WHAT NEEDS TO BE DONE. Word for word, transcribe the material below from its first line to the line with "reported as errors.", both included.

DATA SUPPLIED.
━━━━━━━━
#![cfg_attr(feature = "fail-on-warnings", deny(warnings))]
#![warn(clippy::all, clippy::pedantic, clippy::nursery, clippy::cargo)]
#![allow(clippy::multiple_crate_versions, clippy::cargo_common_metadata)]

//! Client for the back-office stock statistics service.
//!
//! The service supplies two record sets for the same snapshot: one stock
//! rollup per department and one row per branch. Both are decoded once,
//! at this boundary, against a single typed response contract (see
//! [`wire`]); callers only ever see [`DepartmentStat`] and
//! [`BranchDetail`].
//!
//! Requests carry the caller's [`Session`] explicitly. There is no ambient
//! auth state.

pub mod client;
pub mod file;
pub mod retry;
pub mod session;
pub mod wire;

use async_trait::async_trait;
use bakery_map_stock_models::{BranchDetail, DepartmentStat};

pub use client::HttpStatisticsSource;
pub use file::FileStatisticsSource;
pub use session::Session;

/// Errors that can occur while talking to the statistics service.
#[derive(Debug, thiserror::Error)]
pub enum StatsError {
    /// HTTP request failed.
    #[error("HTTP request failed: {0}")]
    Http(#[from] reqwest::Error),

    /// I/O error reading a local snapshot.
    #[error("I/O error: {0}")]
    Io(#[from] std::io::Error),

    /// The service answered with a non-success status.
    #[error("HTTP {status} from {url}")]
    Status {
        /// Requested URL.
        url: String,
        /// Status code returned.
        status: u16,
    },

    /// The response does not follow the statistics contract.
    #[error("Contract violation: {message}")]
    Contract {
        /// Description of what went wrong.
        message: String,
    },
}

/// Source of per-department and per-branch stock statistics.
#[async_trait]
pub trait StatisticsSource: Send + Sync {
    /// Returns one stock rollup per department.
    ///
    /// # Errors
    ///
    /// Returns [`StatsError`] if the statistics cannot be fetched or do not
    /// follow the response contract.
    async fn department_stock_stats(&self) -> Result<Vec<DepartmentStat>, StatsError>;

    /// Returns one row per branch. Rows missing required fields are
    /// dropped, not reported as errors.
    ///
    /// # Errors
    ///
    /// Returns [`StatsError`] if the statistics cannot be fetched or do not
    /// follow the response contract.
    async fn branch_details(&self) -> Result<Vec<BranchDetail>, StatsError>;
}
━━━━━━━━
TASK SOLUTION.
#![cfg_attr(feature = "fail-on-warnings", deny(warnings))]
#![warn(clippy::all, clippy::pedantic, clippy::nursery, clippy::cargo)]
#![allow(clippy::multiple_crate_versions, clippy::cargo_common_metadata)]

//! Client for the back-office stock statistics service.
//!
//! The service supplies two record sets for the same snapshot: one stock
//! rollup per department and one row per branch. Both are decoded once,
//! at this boundary, against a single typed response contract (see
//! [`wire`]); callers only ever see [`DepartmentStat`] and
//! [`BranchDetail`].
//!
//! Requests carry the caller's [`Session`] explicitly. There is no ambient
//! auth state.

pub mod client;
pub mod file;
pub mod retry;
pub mod session;
pub mod wire;

use async_trait::async_trait;
use bakery_map_stock_models::{BranchDetail, DepartmentStat};

pub use client::HttpStatisticsSource;
pub use file::FileStatisticsSource;
pub use session::Session;

/// Errors that can occur while talking to the statistics service.
#[derive(Debug, thiserror::Error)]
pub enum StatsError {
    /// HTTP request failed.
    #[error("HTTP request failed: {0}")]
    Http(#[from] reqwest::Error),

    /// I/O error reading a local snapshot.
    #[error("I/O error: {0}")]
    Io(#[from] std::io::Error),

    /// The service answered with a non-success status.
    #[error("HTTP {status} from {url}")]
    Status {
        /// Requested URL.
        url: String,
        /// Status code returned.
        status: u16,
    },

    /// The response does not follow the statistics contract.
    #[error("Contract violation: {message}")]
    Contract {
        /// Description of what went wrong.
        message: String,
    },
}

/// Source of per-department and per-branch stock statistics.
#[async_trait]
pub trait StatisticsSource: Send + Sync {
    /// Returns one stock rollup per department.
    ///
    /// # Errors
    ///
    /// Returns [`StatsError`] if the statistics cannot be fetched or do not
    /// follow the response contract.
    async fn department_stock_stats(&self) -> Result<Vec<DepartmentStat>, StatsError>;

    /// Returns one row per branch. Rows missing required fields are
    /// dropped, not reported as errors.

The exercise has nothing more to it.